* Task brief *
Filter the data below for the string "Mutable" and copy each matching line.

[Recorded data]
───

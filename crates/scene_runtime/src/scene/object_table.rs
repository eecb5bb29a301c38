//! Object table
//!
//! Owns every live [`ObjectRecord`] and hands out small integer ids. Freed
//! ids are reused lowest first. Each slot carries a generation that is bumped
//! whenever its object goes away, so an [`ObjectHandle`] taken earlier stops
//! resolving instead of aliasing whatever reuses the id.

use std::collections::BTreeSet;

use super::object::{ObjectHandle, ObjectId, ObjectRecord};
use super::SceneError;

/// Capacity-limited table of scene objects
#[derive(Debug)]
pub struct ObjectTable {
    slots: Vec<Option<ObjectRecord>>,
    generations: Vec<u32>,
    free: BTreeSet<u32>,
    capacity: usize,
    live: usize,
}

impl ObjectTable {
    /// Create a table holding at most `capacity` objects
    pub fn new(capacity: usize) -> Self {
        Self {
            slots: Vec::new(),
            generations: Vec::new(),
            free: BTreeSet::new(),
            capacity,
            live: 0,
        }
    }

    /// Create an empty object
    pub fn create(&mut self) -> Result<ObjectId, SceneError> {
        self.insert(ObjectRecord::default())
    }

    /// Store a record under the lowest free id
    pub fn insert(&mut self, record: ObjectRecord) -> Result<ObjectId, SceneError> {
        let index = match self.free.pop_first() {
            Some(index) => index as usize,
            None if self.slots.len() < self.capacity => {
                self.slots.push(None);
                self.slots.len() - 1
            }
            None => {
                log::error!("Object table full ({} objects)", self.capacity);
                return Err(SceneError::CapacityExceeded { capacity: self.capacity });
            }
        };

        self.occupy(index, record);
        Ok(ObjectId(index as u32))
    }

    /// Create an object with a specific id, or return the one already there
    ///
    /// Ids above the high-water mark reserve every id in between as free, so
    /// later [`create`](Self::create) calls fill the gap instead of colliding.
    pub fn create_with_id(&mut self, id: ObjectId) -> Result<&mut ObjectRecord, SceneError> {
        let index = id.index();
        if index >= self.capacity {
            log::error!("Object id {} exceeds capacity {}", id, self.capacity);
            return Err(SceneError::CapacityExceeded { capacity: self.capacity });
        }

        if index >= self.slots.len() {
            for gap in self.slots.len()..index {
                self.free.insert(gap as u32);
            }
            self.slots.resize_with(index + 1, || None);
        } else if self.slots[index].is_none() {
            self.free.remove(&(index as u32));
        }

        if self.slots[index].is_none() {
            self.occupy(index, ObjectRecord::default());
        }

        self.slots[index]
            .as_mut()
            .ok_or(SceneError::ObjectNotFound(id))
    }

    /// Destroy an object, returning its id to the free list
    pub fn destroy(&mut self, id: ObjectId) -> bool {
        let index = id.index();
        match self.slots.get_mut(index).and_then(Option::take) {
            Some(_) => {
                self.generations[index] = self.generations[index].wrapping_add(1);
                self.free.insert(index as u32);
                self.live -= 1;
                true
            }
            None => false,
        }
    }

    /// Remove every object except `protect`
    ///
    /// The free list and high-water mark are rebuilt from the survivor, so
    /// the next [`create`](Self::create) starts from the lowest id not in
    /// use. Returns the removed ids.
    pub fn clear_all_except(&mut self, protect: Option<ObjectId>) -> Vec<ObjectId> {
        let survivor = protect.and_then(|id| {
            let record = self.slots.get_mut(id.index()).and_then(Option::take)?;
            Some((id, record))
        });

        let mut removed = Vec::new();
        for (index, slot) in self.slots.iter_mut().enumerate() {
            if slot.take().is_some() {
                self.generations[index] = self.generations[index].wrapping_add(1);
                removed.push(ObjectId(index as u32));
            }
        }

        self.slots.clear();
        self.free.clear();
        self.live = 0;

        if let Some((id, record)) = survivor {
            let index = id.index();
            self.slots.resize_with(index + 1, || None);
            self.free.extend(0..index as u32);
            self.slots[index] = Some(record);
            self.live = 1;
        }

        log::debug!("Cleared {} objects, kept {:?}", removed.len(), protect);
        removed
    }

    /// Record for an id
    pub fn get(&self, id: ObjectId) -> Option<&ObjectRecord> {
        self.slots.get(id.index()).and_then(Option::as_ref)
    }

    /// Mutable record for an id
    pub fn get_mut(&mut self, id: ObjectId) -> Option<&mut ObjectRecord> {
        self.slots.get_mut(id.index()).and_then(Option::as_mut)
    }

    /// Whether the id is live
    pub fn contains(&self, id: ObjectId) -> bool {
        self.get(id).is_some()
    }

    /// Generation-checked handle for a live id
    pub fn handle(&self, id: ObjectId) -> Option<ObjectHandle> {
        self.contains(id).then(|| ObjectHandle {
            id,
            generation: self.generations[id.index()],
        })
    }

    /// Record behind a handle, if it is still the same object
    pub fn resolve(&self, handle: ObjectHandle) -> Option<&ObjectRecord> {
        if self.generations.get(handle.id.index()) != Some(&handle.generation) {
            return None;
        }
        self.get(handle.id)
    }

    /// Mutable record behind a handle, if it is still the same object
    pub fn resolve_mut(&mut self, handle: ObjectHandle) -> Option<&mut ObjectRecord> {
        if self.generations.get(handle.id.index()) != Some(&handle.generation) {
            return None;
        }
        self.get_mut(handle.id)
    }

    /// Live object count
    pub fn len(&self) -> usize {
        self.live
    }

    /// Whether no object is live
    pub fn is_empty(&self) -> bool {
        self.live == 0
    }

    /// Maximum number of live objects
    pub fn capacity(&self) -> usize {
        self.capacity
    }

    /// One past the highest id ever handed out since the last clear
    pub fn high_water_mark(&self) -> usize {
        self.slots.len()
    }

    /// Ids waiting for reuse, lowest first
    pub fn free_ids(&self) -> Vec<ObjectId> {
        self.free.iter().map(|&i| ObjectId(i)).collect()
    }

    /// Live ids in ascending order
    pub fn ids(&self) -> Vec<ObjectId> {
        self.iter().map(|(id, _)| id).collect()
    }

    /// Live records in id order
    pub fn iter(&self) -> impl Iterator<Item = (ObjectId, &ObjectRecord)> {
        self.slots
            .iter()
            .enumerate()
            .filter_map(|(i, slot)| slot.as_ref().map(|r| (ObjectId(i as u32), r)))
    }

    /// Mutable live records in id order
    pub fn iter_mut(&mut self) -> impl Iterator<Item = (ObjectId, &mut ObjectRecord)> {
        self.slots
            .iter_mut()
            .enumerate()
            .filter_map(|(i, slot)| slot.as_mut().map(|r| (ObjectId(i as u32), r)))
    }

    fn occupy(&mut self, index: usize, record: ObjectRecord) {
        if self.generations.len() <= index {
            self.generations.resize(index + 1, 0);
        }
        self.slots[index] = Some(record);
        self.live += 1;
    }
}

#[cfg(test)]
mod tests {
    use super::*;
    use crate::foundation::math::Vec3;
    use std::collections::HashSet;

    #[test]
    fn test_create_reuses_lowest_free_id() {
        let mut table = ObjectTable::new(8);
        let a = table.create().unwrap();
        let b = table.create().unwrap();
        let c = table.create().unwrap();
        assert_eq!((a, b, c), (ObjectId(0), ObjectId(1), ObjectId(2)));

        assert!(table.destroy(c));
        assert!(table.destroy(a));
        assert!(!table.destroy(a));
        assert_eq!(table.create().unwrap(), ObjectId(0));
        assert_eq!(table.create().unwrap(), ObjectId(2));
        assert_eq!(table.create().unwrap(), ObjectId(3));
    }

    #[test]
    fn test_capacity_is_enforced() {
        let mut table = ObjectTable::new(2);
        table.create().unwrap();
        table.create().unwrap();
        assert!(matches!(
            table.create(),
            Err(SceneError::CapacityExceeded { capacity: 2 })
        ));
        assert!(table.create_with_id(ObjectId(2)).is_err());
    }

    #[test]
    fn test_live_ids_never_collide() {
        let mut table = ObjectTable::new(64);
        let mut live: Vec<ObjectId> = Vec::new();

        // Deterministic create/destroy interleaving
        for step in 0..500u32 {
            if step % 3 == 2 && !live.is_empty() {
                let victim = live.remove((step as usize * 7) % live.len());
                assert!(table.destroy(victim));
            } else if live.len() < 64 {
                live.push(table.create().unwrap());
            }

            let unique: HashSet<_> = live.iter().collect();
            assert_eq!(unique.len(), live.len());
            assert_eq!(table.len(), live.len());
        }
    }

    #[test]
    fn test_stale_handle_does_not_alias() {
        let mut table = ObjectTable::new(4);
        let id = table.create().unwrap();
        table.get_mut(id).unwrap().set_name("old");
        let stale = table.handle(id).unwrap();

        table.destroy(id);
        let reused = table.create().unwrap();
        assert_eq!(reused, id);
        table.get_mut(reused).unwrap().set_name("new");

        assert!(table.resolve(stale).is_none());
        assert!(table.resolve_mut(stale).is_none());
        let fresh = table.handle(reused).unwrap();
        assert_eq!(table.resolve(fresh).unwrap().name(), "new");
    }

    #[test]
    fn test_create_with_id_reserves_gap() {
        let mut table = ObjectTable::new(16);
        table.create_with_id(ObjectId(5)).unwrap().set_name("five");
        assert_eq!(table.high_water_mark(), 6);
        assert_eq!(
            table.free_ids(),
            vec![ObjectId(0), ObjectId(1), ObjectId(2), ObjectId(3), ObjectId(4)]
        );

        // Idempotent: the existing record comes back untouched
        assert_eq!(table.create_with_id(ObjectId(5)).unwrap().name(), "five");
        assert_eq!(table.len(), 1);

        table.create_with_id(ObjectId(2)).unwrap();
        assert_eq!(table.create().unwrap(), ObjectId(0));
        assert_eq!(table.create().unwrap(), ObjectId(1));
        assert_eq!(table.create().unwrap(), ObjectId(3));
        assert_eq!(table.create().unwrap(), ObjectId(4));
        assert_eq!(table.create().unwrap(), ObjectId(6));
    }

    #[test]
    fn test_clear_all_except_rebuilds_free_list() {
        let mut table = ObjectTable::new(16);
        for _ in 0..4 {
            table.create().unwrap();
        }
        table.get_mut(ObjectId(2)).unwrap().set_position(Vec3::new(1.0, 0.0, 0.0));

        let removed = table.clear_all_except(Some(ObjectId(2)));
        assert_eq!(removed, vec![ObjectId(0), ObjectId(1), ObjectId(3)]);
        assert_eq!(table.ids(), vec![ObjectId(2)]);
        assert_eq!(table.get(ObjectId(2)).unwrap().transform().position.x, 1.0);
        assert_eq!(table.create().unwrap(), ObjectId(0));
        assert_eq!(table.create().unwrap(), ObjectId(1));
        assert_eq!(table.create().unwrap(), ObjectId(3));
    }

    #[test]
    fn test_clear_all_keeps_survivor_handle() {
        let mut table = ObjectTable::new(16);
        let a = table.create().unwrap();
        let b = table.create().unwrap();
        let handle_a = table.handle(a).unwrap();
        let handle_b = table.handle(b).unwrap();

        table.clear_all_except(Some(b));
        assert!(table.resolve(handle_a).is_none());
        assert!(table.resolve(handle_b).is_some());

        table.clear_all_except(None);
        assert!(table.is_empty());
        assert_eq!(table.high_water_mark(), 0);
        assert_eq!(table.create().unwrap(), ObjectId(0));
    }
}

───

* Reply *
    /// Mutable record for an id
    /// Mutable record behind a handle, if it is still the same object
    /// Mutable live records in id order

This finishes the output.